Commitment to Maintain Independent Directors

Aspire Mining has actively engaged with its shareholders concerning the extent of minority shareholder representation on the Company’s Board ever since the proposed placement was announced to Mr Tserenpuntsag on 6 September 2019.

In the Subscription Agreement signed with Mr Tserenpuntsag, it was specified that if the proposed placement is executed, Aspire Mining’s Board would be reduced to five Directors with two Directors nominated by Mr Tserenpuntsag. He Promised to ensure maintenance of this Board structure for a minimum of six months post placement.

In order to ensure a fair representation for minority shareholders, Aspire Mining has held further discussions with Mr Tserenpuntsag who then agreed to provide additional commitments regarding Aspire Mining’s Board as follows:

  • Prompt appointment of a replacement Independent Director in case one or more of the current Directors including Mr Neil Lithgow, Mr David Paull, and/or Ms Hannah Badennach resign or are otherwise removed from the Board. This may include any Director nominated by Noble Group.
  • If the need arises to appoint additional Directors to represent the interest of minority shareholders’, Aspire Mining may go ahead and engage a reputed Australian executive recruitment firm to get a shortlist of potential candidates with no participation allowed from any Director aligned with or nominated by Mr Tserenpuntsag.
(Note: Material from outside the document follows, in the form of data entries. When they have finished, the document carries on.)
//! # Game Module
//!
//! Level state, quest tracking, and the grid primitives everything else is built on.
//!
//! This module contains:
//! - Tile coordinates, directions and grid bounds
//! - Level descriptors (biome, layout style, features, theme tags)
//! - Quest entities, goal stacks and the quest state machine
//! - The collision map and the per-level session context

pub mod buildings;
pub mod collision;
pub mod entities;
pub mod goals;
pub mod quest;
pub mod state;
pub mod world;

pub use buildings::*;
pub use collision::*;
pub use entities::*;
pub use goals::*;
pub use quest::*;
pub use state::*;
pub use world::*;

use serde::{Deserialize, Serialize};
use std::collections::BTreeSet;

/// Represents a tile coordinate on the level grid.
///
/// A tile carries no payload; its identity is its coordinates. Ordering is
/// lexicographic on `(x, y)`, which is what every deterministic tile scan in
/// the crate relies on.
///
/// # Examples
///
/// ```
/// use questgrid::Position;
///
/// let pos = Position::new(10, 5);
/// assert_eq!(pos.x, 10);
/// assert_eq!(pos.y, 5);
///
/// let adjacent = pos.cardinal_adjacent_positions();
/// assert_eq!(adjacent.len(), 4);
/// ```
#[derive(
    Debug, Clone, Copy, PartialEq, Eq, Hash, PartialOrd, Ord, Serialize, Deserialize,
)]
pub struct Position {
    pub x: i32,
    pub y: i32,
}

/// An ordered set of tiles. Iteration order is deterministic.
pub type TileSet = BTreeSet<Position>;

impl Position {
    /// Creates a new position with the given coordinates.
    pub fn new(x: i32, y: i32) -> Self {
        Self { x, y }
    }

    /// Calculates the Manhattan distance to another position.
    ///
    /// # Examples
    ///
    /// ```
    /// use questgrid::Position;
    ///
    /// let pos1 = Position::new(0, 0);
    /// let pos2 = Position::new(3, 4);
    /// assert_eq!(pos1.manhattan_distance(pos2), 7);
    /// ```
    pub fn manhattan_distance(self, other: Position) -> u32 {
        ((self.x - other.x).abs() + (self.y - other.y).abs()) as u32
    }

    /// Calculates the Chebyshev (king-move) distance to another position.
    pub fn chebyshev_distance(self, other: Position) -> u32 {
        (self.x - other.x).abs().max((self.y - other.y).abs()) as u32
    }

    /// True when `other` is this tile or one of its 8 neighbours.
    ///
    /// This is the reach used by every interaction.
    pub fn is_within_reach(self, other: Position) -> bool {
        self.chebyshev_distance(other) <= 1
    }

    /// Returns only the 4 cardinal adjacent positions (no diagonals).
    pub fn cardinal_adjacent_positions(self) -> Vec<Position> {
        vec![
            Position::new(self.x, self.y - 1), // N
            Position::new(self.x - 1, self.y), // W
            Position::new(self.x + 1, self.y), // E
            Position::new(self.x, self.y + 1), // S
        ]
    }

    /// Returns this position shifted one step in `direction`.
    pub fn step(self, direction: Direction) -> Position {
        self + direction.to_delta()
    }
}

impl std::ops::Add for Position {
    type Output = Self;

    fn add(self, other: Self) -> Self {
        Self::new(self.x + other.x, self.y + other.y)
    }
}

impl std::ops::Sub for Position {
    type Output = Self;

    fn sub(self, other: Self) -> Self {
        Self::new(self.x - other.x, self.y - other.y)
    }
}

impl From<(i32, i32)> for Position {
    fn from((x, y): (i32, i32)) -> Self {
        Self::new(x, y)
    }
}

/// Directions for player movement.
#[derive(Debug, Clone, Copy, PartialEq, Eq, Hash, Serialize, Deserialize)]
pub enum Direction {
    North,
    South,
    East,
    West,
}

impl Direction {
    /// Converts a direction to a position delta.
    ///
    /// # Examples
    ///
    /// ```
    /// use questgrid::{Direction, Position};
    ///
    /// let delta = Direction::North.to_delta();
    /// assert_eq!(delta, Position::new(0, -1));
    /// ```
    pub fn to_delta(self) -> Position {
        match self {
            Direction::North => Position::new(0, -1),
            Direction::South => Position::new(0, 1),
            Direction::East => Position::new(1, 0),
            Direction::West => Position::new(-1, 0),
        }
    }
}

/// The rectangular extent of a level grid.
#[derive(Debug, Clone, Copy, PartialEq, Eq, Serialize, Deserialize)]
pub struct GridBounds {
    pub width: i32,
    pub height: i32,
}

impl GridBounds {
    /// Creates bounds for a `width` × `height` grid.
    pub fn new(width: i32, height: i32) -> Self {
        Self { width, height }
    }

    /// Checks if a position lies on the grid.
    pub fn contains(&self, pos: Position) -> bool {
        pos.x >= 0 && pos.y >= 0 && pos.x < self.width && pos.y < self.height
    }

    /// Clamps a position into the grid.
    ///
    /// # Examples
    ///
    /// ```
    /// use questgrid::{GridBounds, Position};
    ///
    /// let bounds = GridBounds::new(16, 12);
    /// assert_eq!(bounds.clamp(Position::new(-3, 40)), Position::new(0, 11));
    /// ```
    pub fn clamp(&self, pos: Position) -> Position {
        Position::new(
            pos.x.clamp(0, (self.width - 1).max(0)),
            pos.y.clamp(0, (self.height - 1).max(0)),
        )
    }

    /// The tile at the geometric centre of the grid.
    pub fn center(&self) -> Position {
        Position::new(self.width / 2, self.height / 2)
    }

    /// Iterates every tile in row-major order.
    pub fn positions(&self) -> impl Iterator<Item = Position> + '_ {
        (0..self.height).flat_map(move |y| (0..self.width).map(move |x| Position::new(x, y)))
    }
}

impl Default for GridBounds {
    fn default() -> Self {
        Self::new(
            crate::config::DEFAULT_MAP_WIDTH,
            crate::config::DEFAULT_MAP_HEIGHT,
        )
    }
}

#[cfg(test)]
mod tests {
    use super::*;

    #[test]
    fn test_position_creation() {
        let pos = Position::new(5, 10);
        assert_eq!(pos.x, 5);
        assert_eq!(pos.y, 10);
    }

    #[test]
    fn test_position_distances() {
        let pos1 = Position::new(0, 0);
        let pos2 = Position::new(3, 4);
        assert_eq!(pos1.manhattan_distance(pos2), 7);
        assert_eq!(pos1.chebyshev_distance(pos2), 4);
    }

    #[test]
    fn test_position_reach() {
        let pos = Position::new(5, 5);
        assert!(pos.is_within_reach(Position::new(5, 5)));
        assert!(pos.is_within_reach(Position::new(6, 6)));
        assert!(!pos.is_within_reach(Position::new(7, 5)));
    }

    #[test]
    fn test_position_cardinal_adjacent() {
        let pos = Position::new(5, 5);
        let adjacent = pos.cardinal_adjacent_positions();
        assert_eq!(adjacent.len(), 4);
        assert!(adjacent.contains(&Position::new(5, 4))); // North
        assert!(adjacent.contains(&Position::new(4, 5))); // West
        assert!(!adjacent.contains(&Position::new(4, 4))); // No diagonal
    }

    #[test]
    fn test_position_ordering_is_lexicographic() {
        let mut tiles = vec![
            Position::new(2, 0),
            Position::new(1, 5),
            Position::new(1, 2),
        ];
        tiles.sort();
        assert_eq!(
            tiles,
            vec![Position::new(1, 2), Position::new(1, 5), Position::new(2, 0)]
        );
    }

    #[test]
    fn test_position_arithmetic() {
        let pos1 = Position::new(5, 10);
        let pos2 = Position::new(3, 2);
        assert_eq!(pos1 + pos2, Position::new(8, 12));
        assert_eq!(pos1 - pos2, Position::new(2, 8));
        assert_eq!(pos1.step(Direction::West), Position::new(4, 10));
    }

    #[test]
    fn test_grid_bounds() {
        let bounds = GridBounds::default();
        assert_eq!(bounds.width, 16);
        assert_eq!(bounds.height, 12);
        assert_eq!(bounds.center(), Position::new(8, 6));
        assert!(bounds.contains(Position::new(15, 11)));
        assert!(!bounds.contains(Position::new(16, 0)));
        assert!(!bounds.contains(Position::new(0, -1)));
        assert_eq!(bounds.positions().count(), 192);
        assert_eq!(bounds.positions().nth(16), Some(Position::new(0, 1)));
    }
}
Mr Tserenpuntsag has agreed that as long Noble Group holds more than 9.9% of the issued capital of Aspire, it may maintain the right to nominate a Director on the Company’s Board.

Read more: Metallurgical Coal Company, Aspire Mining’s Action-Packed September Quarter 2019

Stock Performance : Aspire Mining’s market capitalisation is around $ 46.57 million with ~ 3.33 billion shares outstanding. On 12 November 2019, the AKM stock settled the day’s trade at $ 0.013. The stock has generated a positive return of 7.69% in the last six months.